GOAL OF THE EXERCISE: Scan the lines below for "search" and copy the matches.

━━ RECORDS SUPPLIED

//! Stored records owned by the API layer: portal users, payment records,
//! and the application list filter.

use serde::{Deserialize, Serialize};

use permits_core::{ApplicationId, Fee, PaymentId, PermitTypeId, Role, Timestamp, UserId};
use permits_state::ApplicationStatus;

/// Display name of the well-known system user.
pub const SYSTEM_USER_NAME: &str = "County System";

/// A portal account.
#[derive(Debug, Clone, PartialEq, Eq, Serialize, Deserialize)]
pub struct User {
    pub id: UserId,
    pub email: String,
    pub first_name: String,
    pub last_name: String,
    pub phone_number: Option<String>,
    pub id_number: Option<String>,
    pub role: Role,
    pub is_active: bool,
    pub created_at: Timestamp,
}

impl User {
    pub fn display_name(&self) -> String {
        match (self.first_name.trim(), self.last_name.trim()) {
            (first, "") => first.to_string(),
            ("", last) => last.to_string(),
            (first, last) => format!("{first} {last}"),
        }
    }

    /// The county system account, actor of collaborator-driven moves.
    pub fn system(now: Timestamp) -> Self {
        Self {
            id: UserId::system(),
            email: "system@county.local".into(),
            first_name: SYSTEM_USER_NAME.into(),
            last_name: String::new(),
            phone_number: None,
            id_number: None,
            role: Role::System,
            is_active: true,
            created_at: now,
        }
    }
}

#[derive(Debug, Clone, Copy, PartialEq, Eq, Hash, Serialize, Deserialize)]
#[serde(rename_all = "SCREAMING_SNAKE_CASE")]
pub enum PaymentMethod {
    Mpesa,
    Card,
    Bank,
}

impl PaymentMethod {
    pub fn as_str(&self) -> &'static str {
        match self {
            Self::Mpesa => "MPESA",
            Self::Card => "CARD",
            Self::Bank => "BANK",
        }
    }

    pub fn from_name(name: &str) -> Option<Self> {
        match name.to_ascii_uppercase().as_str() {
            "MPESA" => Some(Self::Mpesa),
            "CARD" => Some(Self::Card),
            "BANK" => Some(Self::Bank),
            _ => None,
        }
    }
}

#[derive(Debug, Clone, Copy, PartialEq, Eq, Hash, Serialize, Deserialize)]
#[serde(rename_all = "SCREAMING_SNAKE_CASE")]
pub enum PaymentStatus {
    Success,
    Failed,
}

impl PaymentStatus {
    pub fn as_str(&self) -> &'static str {
        match self {
            Self::Success => "SUCCESS",
            Self::Failed => "FAILED",
        }
    }

    pub fn from_name(name: &str) -> Option<Self> {
        match name.to_ascii_uppercase().as_str() {
            "SUCCESS" => Some(Self::Success),
            "FAILED" => Some(Self::Failed),
            _ => None,
        }
    }
}

/// A payment outcome reported by the payment collaborator.
///
/// `transaction_id` is unique; a repeated report is a no-op.
#[derive(Debug, Clone, PartialEq, Eq, Serialize, Deserialize)]
pub struct Payment {
    pub id: PaymentId,
    pub application_id: ApplicationId,
    pub transaction_id: String,
    pub amount: Fee,
    pub method: PaymentMethod,
    pub status: PaymentStatus,
    pub reported_at: Timestamp,
    pub created_at: Timestamp,
}

/// Criteria for listing applications. Results are newest first.
#[derive(Debug, Clone, Default, PartialEq, Eq)]
pub struct ApplicationFilter {
    pub owner: Option<UserId>,
    pub status: Option<ApplicationStatus>,
    pub permit_type_id: Option<PermitTypeId>,
    /// Case-insensitive match on application number or business name.
    pub search: Option<String>,
    pub include_drafts: bool,
}

impl ApplicationFilter {
    pub fn owned_by(owner: UserId) -> Self {
        Self {
            owner: Some(owner),
            include_drafts: true,
            ..Self::default()
        }
    }

    /// Whether an application with these attributes is selected.
    pub fn matches(
        &self,
        owner: UserId,
        status: ApplicationStatus,
        permit_type_id: PermitTypeId,
        number: &str,
        business_name: &str,
    ) -> bool {
        if self.owner.is_some_and(|o| o != owner) {
            return false;
        }
        if let Some(wanted) = self.status {
            if wanted != status {
                return false;
            }
        } else if !self.include_drafts && status == ApplicationStatus::Draft {
            return false;
        }
        if self.permit_type_id.is_some_and(|p| p != permit_type_id) {
            return false;
        }
        match self.search.as_deref().map(str::trim) {
            Some(term) if !term.is_empty() => {
                let term = term.to_lowercase();
                number.to_lowercase().contains(&term)
                    || business_name.to_lowercase().contains(&term)
            }
            _ => true,
        }
    }
}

━━━━

EXPECTED OUTPUT:
    pub search: Option<String>,
        match self.search.as_deref().map(str::trim) {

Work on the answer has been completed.